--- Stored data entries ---
== Segment start ==

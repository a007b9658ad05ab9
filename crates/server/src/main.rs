mod bootstrap;
mod health;

use std::time::Duration;

use anyhow::Result;
use atelier_core::config::{AppConfig, LoadOptions};

use crate::health::HealthState;

fn init_logging(config: &AppConfig) {
    use atelier_core::config::LogFormat::*;
    use tracing::Level;

    let log_level = config.logging.level.parse::<Level>().unwrap_or(Level::INFO);

    match config.logging.format {
        Compact => {
            tracing_subscriber::fmt().with_target(false).with_max_level(log_level).compact().init();
        }
        Pretty => {
            tracing_subscriber::fmt().with_target(false).with_max_level(log_level).pretty().init();
        }
        Json => {
            tracing_subscriber::fmt().with_target(false).with_max_level(log_level).json().init();
        }
    }
}

#[tokio::main]
async fn main() -> Result<()> {
    run().await
}

pub async fn run() -> Result<()> {
    // Logging comes up before bootstrap so its milestones are recorded.
    let config = AppConfig::load(LoadOptions::default())?;
    init_logging(&config);

    let app = bootstrap::bootstrap_with_config(config).await?;

    health::spawn(
        &app.config.server.bind_address,
        app.config.server.health_check_port,
        HealthState::new(app.db_pool.clone(), app.inquiries.clone()),
    )
    .await?;

    tracing::info!(
        event_name = "system.server.started",
        correlation_id = "bootstrap",
        default_currency = %app.config.proposals.default_currency,
        default_expiry_days = app.config.proposals.default_expiry_days,
        "atelier-server started"
    );
    wait_for_shutdown().await?;
    tracing::info!(
        event_name = "system.server.stopping",
        correlation_id = "shutdown",
        "atelier-server stopping"
    );

    let grace = Duration::from_secs(app.config.server.graceful_shutdown_secs);
    if tokio::time::timeout(grace, app.db_pool.close()).await.is_err() {
        tracing::warn!(
            event_name = "system.server.shutdown_timeout",
            correlation_id = "shutdown",
            grace_secs = grace.as_secs(),
            "database pool did not close within the grace period"
        );
    }

    Ok(())
}

async fn wait_for_shutdown() -> Result<()> {
    tokio::signal::ctrl_c().await?;
    Ok(())
}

== Segment end ==

If a line in the records above contains "async", copy that line.

--- Response to the task ---
async fn main() -> Result<()> {
pub async fn run() -> Result<()> {
async fn wait_for_shutdown() -> Result<()> {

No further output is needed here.